Zentralrat der Juden erwartet viel von Westerwelles Israel-Besuch

"Akzente der Versöhnung"

Der neue Außenminister Guido Westerwelle reist heute zu seinem Antrittsbesuch nach Israel. Auf dem Plan stehen ein Besuch der Holocaust-Gedenkstätte Jad Vaschem und Gespräche mit Staatspräsident Peres, Ministerpräsident Netanjahu und in Ramallah mit dem palästinesischen Ministerpräsidenten Salam Fajad. Der Zentralrat der Juden erwartet von Westerwelle kann "Akzente der Versöhnung".

 (DR)

Die Reaktionen der israelischen Regierung auf die Ernennung des neuen deutschen Außenministers seien sehr zurückhaltend gewesen, sagte Zentralsrats-Generalsekretär Stephan J. Kramer der «Passauer Neuen Presse». Ein Grund dafür sei, dass sich die Liberalen in der Debatte über mögliche Sanktionen gegen den Iran bisher sehr bedeckt gehalten hätten.

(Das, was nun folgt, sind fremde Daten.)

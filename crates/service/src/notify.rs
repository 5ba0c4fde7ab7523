#![forbid(unsafe_code)]

/// Emitted after a job is assigned to a user. Borrowed because sinks only
/// read it; implementations that queue must copy what they keep.
#[derive(Clone, Copy, Debug)]
pub struct JobAssignedNotice<'a> {
    pub job_id: &'a str,
    pub number: &'a str,
    pub title: &'a str,
    pub assigned_to: &'a str,
}

#[derive(Debug)]
pub struct NotifyError {
    pub message: String,
}

impl std::fmt::Display for NotifyError {
    fn fmt(&self, f: &mut std::fmt::Formatter<'_>) -> std::fmt::Result {
        write!(f, "notification failed: {}", self.message)
    }
}

impl std::error::Error for NotifyError {}

/// Delivery boundary for assignment notifications. A failing sink never
/// fails the job operation that triggered it; the lifecycle logs and moves
/// on.
pub trait NotificationSink {
    fn job_assigned(&self, notice: &JobAssignedNotice<'_>) -> Result<(), NotifyError>;
}

/// Discards every notification.
#[derive(Clone, Copy, Debug, Default)]
pub struct NullSink;

impl NotificationSink for NullSink {
    fn job_assigned(&self, _notice: &JobAssignedNotice<'_>) -> Result<(), NotifyError> {
        Ok(())
    }
}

«Die FDP muss sich hier entscheiden zwischen den Interessen der deutschen Wirtschaft und dem Existenzrecht und den Sicherheitsbedürfnissen Israels», sagte Kramer. Guido Westerwelle sei bisher in der Nahostpolitik und in den Beziehungen zu Israel nicht besonders engagiert gewesen.
Möllemanns langer Schatten
Der Generalsekretär erinnerte auch an den 2003 gestorbenen liberalen Politiker Jürgen Möllemann und dessen scharfe Kritik an Israel sowie Angriffe gegen den damaligen Vizepräsidenten des jüdischen Zentralsrats, Michel Friedman. «Der Antisemitismusstreit von 2002 und die Affäre um Jürgen W. Möllemann sind nicht vergessen», sagte Kramer. Westerwelle habe sich damals viel zu spät distanziert und zunächst sogar auf den Erfolg dieser Kampagne gebaut.

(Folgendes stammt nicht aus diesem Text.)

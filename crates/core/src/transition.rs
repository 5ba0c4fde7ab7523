#![forbid(unsafe_code)]

use crate::status::{EstimateStatus, InvoiceStatus, JobStatus};

/// Read-only bundle the validator decides over. Assembled by the caller from
/// the job row and its related collections; the validator never touches
/// storage itself.
#[derive(Clone, Debug, Default)]
pub struct TransitionContext {
    pub scheduled_start_ms: Option<i64>,
    pub scheduled_end_ms: Option<i64>,
    pub assigned_to: Option<String>,
    pub customer_id: Option<String>,
    pub property_id: Option<String>,
    pub total_amount_cents: i64,
    pub invoices: Vec<InvoiceSummary>,
    pub estimates: Vec<EstimateSummary>,
    pub team_assignments: Vec<String>,
}

#[derive(Clone, Debug)]
pub struct InvoiceSummary {
    pub status: InvoiceStatus,
    pub total_amount_cents: i64,
}

#[derive(Clone, Debug)]
pub struct EstimateSummary {
    pub status: EstimateStatus,
}

/// Outcome of a single transition request. Warnings are advisory and never
/// block; `required_fields` is populated only when the rejection is "missing
/// data" rather than "wrong order".
#[derive(Clone, Debug, PartialEq, Eq)]
pub struct TransitionDecision {
    pub allowed: bool,
    pub reason: Option<String>,
    pub required_fields: Vec<&'static str>,
    pub warnings: Vec<String>,
}

impl TransitionDecision {
    fn allow(warnings: Vec<String>) -> Self {
        Self {
            allowed: true,
            reason: None,
            required_fields: Vec::new(),
            warnings,
        }
    }

    fn reject(reason: String) -> Self {
        Self {
            allowed: false,
            reason: Some(reason),
            required_fields: Vec::new(),
            warnings: Vec::new(),
        }
    }

    fn missing(reason: String, required_fields: Vec<&'static str>) -> Self {
        Self {
            allowed: false,
            reason: Some(reason),
            required_fields,
            warnings: Vec::new(),
        }
    }
}

/// Allowed-edge table, kept as data so it can be audited and tested on its
/// own. `on_hold` returns to whichever state it was entered from; the caller
/// tracks that prior state and passes it back as `current`.
pub fn allowed_targets(from: JobStatus) -> &'static [JobStatus] {
    match from {
        JobStatus::Quoted => &[
            JobStatus::Scheduled,
            JobStatus::InProgress,
            JobStatus::Cancelled,
        ],
        JobStatus::Scheduled => &[
            JobStatus::InProgress,
            JobStatus::OnHold,
            JobStatus::Cancelled,
        ],
        JobStatus::InProgress => &[
            JobStatus::Completed,
            JobStatus::OnHold,
            JobStatus::Cancelled,
        ],
        JobStatus::OnHold => &[
            JobStatus::Scheduled,
            JobStatus::InProgress,
            JobStatus::Cancelled,
        ],
        JobStatus::Completed => &[JobStatus::Invoiced],
        JobStatus::Invoiced => &[JobStatus::Paid, JobStatus::Cancelled],
        JobStatus::Paid => &[],
        JobStatus::Cancelled => &[],
    }
}

pub fn edge_exists(from: JobStatus, to: JobStatus) -> bool {
    allowed_targets(from).contains(&to)
}

/// Decide whether `current -> requested` is a legal transition under `ctx`.
///
/// Pure and deterministic: retrying with the same inputs yields the same
/// decision. The caller persists the new status and surfaces warnings.
pub fn validate_transition(
    current: JobStatus,
    requested: JobStatus,
    ctx: &TransitionContext,
) -> TransitionDecision {
    if current == requested {
        return TransitionDecision::reject(format!(
            "job is already {}",
            current.as_str()
        ));
    }

    if !edge_exists(current, requested) {
        return TransitionDecision::reject(format!(
            "transition not allowed from {} to {}",
            current.as_str(),
            requested.as_str()
        ));
    }

    let mut warnings = Vec::new();

    match (current, requested) {
        (JobStatus::Quoted, JobStatus::Scheduled) => {
            let mut missing = Vec::new();
            if ctx.scheduled_start_ms.is_none() {
                missing.push("scheduled_start");
            }
            if ctx.scheduled_end_ms.is_none() {
                missing.push("scheduled_end");
            }
            if !missing.is_empty() {
                return TransitionDecision::missing(
                    "job must have a start and end time before scheduling".to_string(),
                    missing,
                );
            }
        }
        (_, JobStatus::InProgress) => {
            if ctx.assigned_to.is_none() {
                return TransitionDecision::missing(
                    "job must be assigned before starting".to_string(),
                    vec!["assigned_to"],
                );
            }
        }
        (JobStatus::InProgress, JobStatus::Completed) => {
            if ctx.team_assignments.is_empty() {
                warnings.push("no team assignments recorded for this job".to_string());
            }
        }
        (JobStatus::Completed, JobStatus::Invoiced) => {
            // Intentionally permissive: zero totals and missing estimates warn
            // but do not block.
            if ctx.total_amount_cents == 0 {
                warnings.push("job total amount is zero".to_string());
            }
            if !ctx.estimates.iter().any(|e| e.status.is_accepted()) {
                warnings.push("no accepted estimate on record".to_string());
            }
            if ctx.invoices.is_empty() {
                warnings.push("no invoice exists yet but status is invoiced".to_string());
            }
        }
        _ => {}
    }

    if requested == JobStatus::Paid
        && !ctx.invoices.iter().any(|i| i.status.is_settled())
    {
        return TransitionDecision::missing(
            "job cannot be marked paid without a settled invoice".to_string(),
            vec!["invoice payment"],
        );
    }

    TransitionDecision::allow(warnings)
}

«Da bleibt ein bitterer Beigeschmack», so Kramer. Mit der Möllemann-Affäre gibt es eine erhebliche Hypothek. Das schwebt immer noch wie ein Damoklesschwert über Guido Westerwelle und den Liberalen.« Jetzt gebe es die Möglichkeit, einen Klimawechsel in den Beziehungen zu Israel zu erreichen. Der Besuch könne dabei aber nur der erste Schritt auf einem langen Weg der Liberalen sein.

Anders als die Bundeskanzlerin Angela Merkel (CDU), die eindruckvoll deutlich gemacht habe, wie eng ihre Beziehungen zum Staat Israel seien, habe Westerwelle »Nachholbedarf«, unterstrich der Vertreter des Zentralrats. Allerdings warnte er auch, der Außenminister dürfe sich jetzt nicht unter dem Druck dieses Besuches zu irgendwelchen Schnellschüssen hinreißen lassen. Er sollte »sich davor hüten, als Nahost-Vermittler auftreten zu wollen. Dafür hat er zu wenig Erfahrung."